YOUR OBJECTIVE: Say, as a bare number, how many lines of the listing hold "SinkHandle".

RECORD EXTRACTS:
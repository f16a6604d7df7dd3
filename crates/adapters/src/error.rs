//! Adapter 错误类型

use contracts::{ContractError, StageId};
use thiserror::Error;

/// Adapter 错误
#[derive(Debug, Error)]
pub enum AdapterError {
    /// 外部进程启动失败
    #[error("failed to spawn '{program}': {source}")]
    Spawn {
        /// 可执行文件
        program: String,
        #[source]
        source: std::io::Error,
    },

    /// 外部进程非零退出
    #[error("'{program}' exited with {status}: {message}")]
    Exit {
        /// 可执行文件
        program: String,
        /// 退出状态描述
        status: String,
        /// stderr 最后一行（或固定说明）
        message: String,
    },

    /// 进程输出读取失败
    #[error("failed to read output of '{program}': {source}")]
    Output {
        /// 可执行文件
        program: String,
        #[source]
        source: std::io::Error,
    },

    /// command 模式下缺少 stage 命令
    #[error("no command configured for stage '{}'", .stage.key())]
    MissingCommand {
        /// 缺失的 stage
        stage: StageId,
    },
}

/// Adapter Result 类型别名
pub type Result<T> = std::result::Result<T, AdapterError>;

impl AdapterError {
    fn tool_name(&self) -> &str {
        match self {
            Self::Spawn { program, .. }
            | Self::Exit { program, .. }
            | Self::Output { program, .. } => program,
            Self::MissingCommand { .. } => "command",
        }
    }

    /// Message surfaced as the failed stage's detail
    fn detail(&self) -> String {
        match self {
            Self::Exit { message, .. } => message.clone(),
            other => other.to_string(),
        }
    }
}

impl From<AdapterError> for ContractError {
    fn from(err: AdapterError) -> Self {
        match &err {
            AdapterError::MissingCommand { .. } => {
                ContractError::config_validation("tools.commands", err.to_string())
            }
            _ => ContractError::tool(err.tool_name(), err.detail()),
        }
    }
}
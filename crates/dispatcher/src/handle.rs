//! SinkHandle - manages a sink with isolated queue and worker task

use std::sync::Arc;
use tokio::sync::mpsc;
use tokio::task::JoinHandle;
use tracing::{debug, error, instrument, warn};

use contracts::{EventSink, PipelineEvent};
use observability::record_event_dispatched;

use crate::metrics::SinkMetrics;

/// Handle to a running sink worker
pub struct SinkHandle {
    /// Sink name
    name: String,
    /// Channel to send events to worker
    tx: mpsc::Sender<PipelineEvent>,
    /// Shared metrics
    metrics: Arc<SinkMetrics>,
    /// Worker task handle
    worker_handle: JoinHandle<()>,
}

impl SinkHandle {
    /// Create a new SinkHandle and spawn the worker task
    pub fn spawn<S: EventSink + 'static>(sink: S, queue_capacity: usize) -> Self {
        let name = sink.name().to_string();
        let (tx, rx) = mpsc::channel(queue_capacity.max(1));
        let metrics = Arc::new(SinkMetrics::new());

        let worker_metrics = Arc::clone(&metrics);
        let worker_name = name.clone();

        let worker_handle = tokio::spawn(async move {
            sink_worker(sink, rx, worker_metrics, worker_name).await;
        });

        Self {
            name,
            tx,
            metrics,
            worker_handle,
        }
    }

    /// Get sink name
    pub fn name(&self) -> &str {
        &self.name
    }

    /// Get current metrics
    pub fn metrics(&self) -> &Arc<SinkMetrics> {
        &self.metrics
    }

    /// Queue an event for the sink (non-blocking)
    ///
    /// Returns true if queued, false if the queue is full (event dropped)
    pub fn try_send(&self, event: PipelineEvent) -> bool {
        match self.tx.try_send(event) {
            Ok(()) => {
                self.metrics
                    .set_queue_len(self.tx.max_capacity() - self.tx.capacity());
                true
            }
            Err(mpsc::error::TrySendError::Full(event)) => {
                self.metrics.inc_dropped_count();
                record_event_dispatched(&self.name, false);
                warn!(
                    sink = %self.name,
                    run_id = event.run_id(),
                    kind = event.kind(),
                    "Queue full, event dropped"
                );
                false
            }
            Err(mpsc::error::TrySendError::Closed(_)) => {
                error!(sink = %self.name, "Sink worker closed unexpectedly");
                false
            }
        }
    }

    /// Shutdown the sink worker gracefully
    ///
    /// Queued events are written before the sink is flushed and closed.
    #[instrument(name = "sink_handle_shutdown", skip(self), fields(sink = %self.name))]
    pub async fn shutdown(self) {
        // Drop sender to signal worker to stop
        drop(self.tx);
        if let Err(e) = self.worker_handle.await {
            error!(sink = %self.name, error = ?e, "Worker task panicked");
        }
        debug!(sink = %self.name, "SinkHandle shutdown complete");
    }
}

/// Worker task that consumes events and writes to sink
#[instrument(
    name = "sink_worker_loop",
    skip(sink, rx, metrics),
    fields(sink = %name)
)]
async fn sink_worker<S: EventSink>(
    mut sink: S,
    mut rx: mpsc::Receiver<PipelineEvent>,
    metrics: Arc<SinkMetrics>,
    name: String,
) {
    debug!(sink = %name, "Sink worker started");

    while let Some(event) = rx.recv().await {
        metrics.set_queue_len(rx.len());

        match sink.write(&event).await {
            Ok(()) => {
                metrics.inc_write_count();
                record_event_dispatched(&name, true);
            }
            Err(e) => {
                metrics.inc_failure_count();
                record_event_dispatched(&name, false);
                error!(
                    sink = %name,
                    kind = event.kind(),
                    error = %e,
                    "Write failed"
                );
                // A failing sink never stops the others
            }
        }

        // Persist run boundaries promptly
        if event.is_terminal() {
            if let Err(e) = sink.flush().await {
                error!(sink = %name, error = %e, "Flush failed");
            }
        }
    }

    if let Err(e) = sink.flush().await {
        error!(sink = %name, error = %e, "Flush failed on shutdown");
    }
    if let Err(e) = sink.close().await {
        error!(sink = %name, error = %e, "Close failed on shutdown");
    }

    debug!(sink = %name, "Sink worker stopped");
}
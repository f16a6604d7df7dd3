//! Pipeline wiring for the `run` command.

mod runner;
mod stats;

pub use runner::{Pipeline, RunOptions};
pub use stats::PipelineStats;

ANSWER BOX: 5